Code Blue – Emergency
- First edition cover (publ.Del Rey) Cover art by David B. Mattingly
- Author: James White
- Series: Sector General
- Publisher: Del Rey Books
- Publication date: June 12, 1987
- ISBN: 978-0-345-34172-3

= Code Blue – Emergency =

1987 novel by James White

Code Blue – Emergency is a 1987 science fiction novel by Northern Irish writer James White, part of his Sector General series.

White said in an interview that originally he intended to end the series with Star Healer (1985), by which time the central characters had reached the top levels in their careers. However Ballantine Books persuaded him to continue, and he extended the stories' range by introducing new central characters beginning with Code Blue – Emergency.

== Plot ==
The protagonist of the story is Sommaradvan healer Cha Thrat. She bravely saved a human pilot who crashlanded on her planet, despite a complete lack of knowledge about his physiology. Contact with her species was established by the accident, so knowledge of their social customs is still virtually non-existent. However, she is invited to join the Sector General staff.

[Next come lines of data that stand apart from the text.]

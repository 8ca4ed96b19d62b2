use chrono::{DateTime, Utc};
use serde::{Deserialize, Serialize};
use strum_macros::EnumString;

/// Lifecycle state of a match, taken verbatim from upstream text.
///
/// `Tbd` means "start time unknown" rather than a distinct lifecycle stage;
/// VLR uses it interchangeably with upcoming for unscheduled games.
#[derive(
    Debug,
    Default,
    Clone,
    Copy,
    PartialEq,
    Eq,
    Serialize,
    Deserialize,
    EnumString,
    strum_macros::Display,
)]
#[strum(serialize_all = "lowercase")]
#[serde(rename_all = "lowercase")]
pub enum MatchStatus {
    Upcoming,
    Live,
    Ongoing,
    Completed,
    Tbd,
    #[default]
    #[strum(disabled)]
    Unknown,
}

/// One side of a match in the summary list.
#[derive(Debug, Clone, PartialEq, Serialize, Deserialize)]
pub struct MatchTeam {
    pub name: String,
    /// `None` for games that have not started; never conflated with 0.
    pub score: Option<u32>,
}

/// A match as shown on the site-wide match list.
#[derive(Debug, Clone, PartialEq, Serialize, Deserialize)]
pub struct MatchSummary {
    pub id: String,
    pub team1: MatchTeam,
    pub team2: MatchTeam,
    pub status: MatchStatus,
    /// UTC start time; `None` when the time is still TBD.
    pub time: Option<DateTime<Utc>>,
    pub event: String,
    /// Backfilled from the name->id lookup table when available.
    pub event_id: Option<String>,
    pub series: String,
}

/// A team as shown in the match detail header.
#[derive(Debug, Clone, PartialEq, Serialize, Deserialize)]
pub struct MatchDetailTeam {
    pub name: String,
    pub img: String,
}

/// The event block of a match detail page.
#[derive(Debug, Clone, PartialEq, Serialize, Deserialize)]
pub struct MatchEvent {
    pub id: String,
    pub img: String,
    pub series: String,
    pub stage: String,
    pub date: String,
    pub patch: Option<String>,
}

/// A stream or VOD link.
#[derive(Debug, Clone, PartialEq, Serialize, Deserialize)]
pub struct Video {
    pub name: String,
    pub url: String,
}

#[derive(Debug, Clone, Default, PartialEq, Serialize, Deserialize)]
pub struct MatchVideos {
    pub streams: Vec<Video>,
    pub vods: Vec<Video>,
}

/// Which slot won a round, inferred from cumulative scores.
#[derive(Debug, Clone, Copy, PartialEq, Eq, Serialize, Deserialize)]
#[serde(rename_all = "lowercase")]
pub enum RoundWinner {
    Team1,
    Team2,
    Unknown,
}

/// Which side the winning team was playing.
#[derive(Debug, Clone, Copy, PartialEq, Eq, Serialize, Deserialize)]
#[serde(rename_all = "lowercase")]
pub enum RoundSide {
    Attack,
    Defense,
}

/// How a round ended, derived from the win-indicator icon filename.
#[derive(Debug, Clone, Copy, PartialEq, Eq, Serialize, Deserialize)]
pub enum WinType {
    Elimination,
    #[serde(rename = "Time out")]
    TimeOut,
    Defused,
    #[serde(rename = "Spiked out")]
    SpikedOut,
    #[serde(rename = "Not Played")]
    NotPlayed,
}

/// The outcome of a single round within a map.
#[derive(Debug, Clone, PartialEq, Serialize, Deserialize)]
pub struct Round {
    pub round_number: u32,
    pub round_score: String,
    pub winner: RoundWinner,
    pub side: Option<RoundSide>,
    pub win_type: WinType,
}

/// An agent pick shown on a scoreboard row.
#[derive(Debug, Clone, PartialEq, Serialize, Deserialize)]
pub struct Agent {
    pub title: String,
    pub img: String,
}

/// One player's per-map performance statistics.
#[derive(Debug, Clone, PartialEq, Serialize, Deserialize)]
pub struct ScoreboardRow {
    pub name: String,
    pub team: String,
    pub agents: Vec<Agent>,
    pub acs: i64,
    pub kills: i64,
    pub deaths: i64,
    pub assists: i64,
    pub adr: i64,
    pub headshot_percent: i64,
}

/// The score of one team on one map; `None` before the map is played.
#[derive(Debug, Clone, PartialEq, Serialize, Deserialize)]
pub struct MapTeamScore {
    pub name: String,
    pub score: Option<u32>,
}

/// Round-by-round and scoreboard data for one map of a match.
#[derive(Debug, Clone, PartialEq, Serialize, Deserialize)]
pub struct MapData {
    pub map: String,
    pub teams: Vec<MapTeamScore>,
    pub members: Vec<ScoreboardRow>,
    pub rounds: Vec<Round>,
}

/// A past meeting between the two teams of a match.
#[derive(Debug, Clone, PartialEq, Serialize, Deserialize)]
pub struct PreviousEncounter {
    pub match_id: String,
    pub teams: Vec<MatchTeam>,
}

/// Full details of a single match.
#[derive(Debug, Clone, PartialEq, Serialize, Deserialize)]
pub struct MatchDetail {
    pub id: String,
    pub teams: Vec<MatchDetailTeam>,
    pub score: String,
    pub note: String,
    pub bans: Vec<String>,
    pub event: MatchEvent,
    pub videos: MatchVideos,
    pub data: Vec<MapData>,
    pub previous_encounters: Vec<PreviousEncounter>,
}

Cha Thrat innocently wreaks havoc by following her instincts and social customs. First she befriends a hypochondriac Chalder. Next, she is invited to assist at a therapeutic surgery operation to amputate the limb of a Hudlar, which will prolong its life (following events depicted in the previous novel in the series, Star Healer). When given the honour of cutting the limb, she obliges – and then deliberately cuts her own arm off as well, in accordance with the custom of her people. Next she saves the untouchable patient Khone (see Star Healer), and then finds a weird parasite species on a derelict spaceship. Due to the chaos she causes, every department in the hospital now refuses to allow her near their patients. O'Mara values her unusual approaches, and decides to add her to his staff.